One example of irritability—how the life form behaves in the presence of noxious environmental stimuli—may be the movement’s online response to Anthony Fauci, director of the National Institute of Allergy and Infectious Diseases. Deemed to be insufficiently supportive of the president’s approach to the pandemic, and possibly compromised by previous interactions with the Obama administration, Fauci has been accused by QAnon of being a member of the aforementioned cabal of Satanic child abusers, and even a creator of the coronavirus. These and other extremist communications have led the Justice Department to provide heightened security measures for him.3
We don’t yet know if QAnon will last beyond 2020, since it seems inextricably mixed with current politics. Its focus is clearly tied to the outcome of the presidential election, often cast in apocalyptic imagery by QAnon’s followers. Yet the message—and there may be more than one—is broader than politics. Some of the content suggests a religious sensibility. Followers await “The Great Awakening”, an idea with religious and historical significance in America. The worshipful attention given its leader’s pronouncements approaches idolatry.

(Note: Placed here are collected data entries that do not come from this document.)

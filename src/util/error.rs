//! Error types for the xray-formats library.

use std::path::PathBuf;
use thiserror::Error;

/// Main error type for decode and encode operations.
#[derive(Error, Debug)]
pub enum Error {
    /// File does not exist or cannot be accessed
    #[error("File not found: {0}")]
    FileNotFound(PathBuf),

    /// Buffer ended before a requested primitive or string terminator
    #[error("Truncated data at offset {offset}")]
    TruncatedData { offset: usize },

    /// Chunk header declares more payload bytes than remain in the buffer
    #[error("Malformed chunk {tag:#x}: payload size {size} exceeds remaining {remaining} bytes")]
    MalformedChunk { tag: u32, size: u32, remaining: usize },

    /// Variable-length integer runs past the 64-bit range
    #[error("Malformed varint at offset {offset}")]
    MalformedVarint { offset: usize },

    /// A mandatory chunk was not the next chunk in the stream
    #[error("Expected chunk {expected:#x}, found {found:#x}")]
    MissingChunk { expected: u32, found: u32 },

    /// Recognized record with an unexpected version word
    #[error("Unsupported {what} version: {found:#x}")]
    UnsupportedVersion { what: &'static str, found: u16 },

    /// Vertex map type discriminator outside the known set
    #[error("Unknown vmap type: {0}")]
    UnknownVmapType(u8),

    /// Motion container holds two clips with the same name
    #[error("Duplicate clip name: {0}")]
    DuplicateClipName(String),

    /// Clip name not present in the container index
    #[error("Clip not found: {0}")]
    ClipNotFound(String),

    /// Exported vertex has no bone influences
    #[error("Vertex {vertex} has no bone weights")]
    EmptyWeights { vertex: u32 },

    /// Bone parent chain loops back on itself
    #[error("Bone parent cycle through: {0}")]
    BoneCycle(String),

    /// Memory mapping failed
    #[error("Memory mapping failed: {0}")]
    MmapFailed(String),

    /// I/O error
    #[error("I/O error: {0}")]
    Io(#[from] std::io::Error),

    /// UTF-8 conversion error
    #[error("Invalid UTF-8: {0}")]
    Utf8(#[from] std::string::FromUtf8Error),
}

impl Error {
    /// Create a truncation error at the given cursor offset.
    pub fn truncated(offset: usize) -> Self {
        Self::TruncatedData { offset }
    }
}

/// Result type alias for xray-formats operations.
pub type Result<T> = std::result::Result<T, Error>;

Go back to the beginning of QAnon, and one sees elements comparable to traditional egregoric phenomena. QAnon’s genesis is obscure, but may have come about in October 2017 when the mysterious “Q”, its prophet and progenitor, began making “Q drops”. These were veiled messages to followers on 4chan4, given scriptural authority by a source with supposed access to high level government intelligence. Harassed by the establishment, Q migrated to various platforms, limiting detection using a secret passcode known only to the enlightened. QAnon has a litany of acronyms, slogans, and themes to be chanted, even digital oath-taking to catechize neophytes. It has its own merchandise. Is this not a religion with its own object of worship?
All that is needed for an egregore like QAnon to manifest is a polarized society bereft of a shared reality. A mysterious prophet can then articulate the nature of the movement and direct its worshipful attention towards growth and materialization. Skillful use of the internet can expedite this evangelism, quickened by the apocalyptic unfolding of a pandemic. Most of all, the new egregore needs attention. As I write this, another horrified editorial in this morning’s New York Times exhorts us to pay attention to this movement—which is exactly what it needs to survive and grow.
1See for examples “From Far Right to Election Night: QAnon Gaining at Ballot Box”, NYT, 8/14/20 and “More in G.O.P. Speak the Language of QAnon”, NYT, 8/21/20.
2QAnon’s early political successes have been compared to the start of the Tea Party circa 2009.
3 “The Prophecies of Q” by Adrienne LaFrance in The Atlantic June 2020. A helpful analysis from the perspective of the liberal media.
4This may constitute a “naming event”, a kind of conjuration that brought it into being, and provided an object of focus.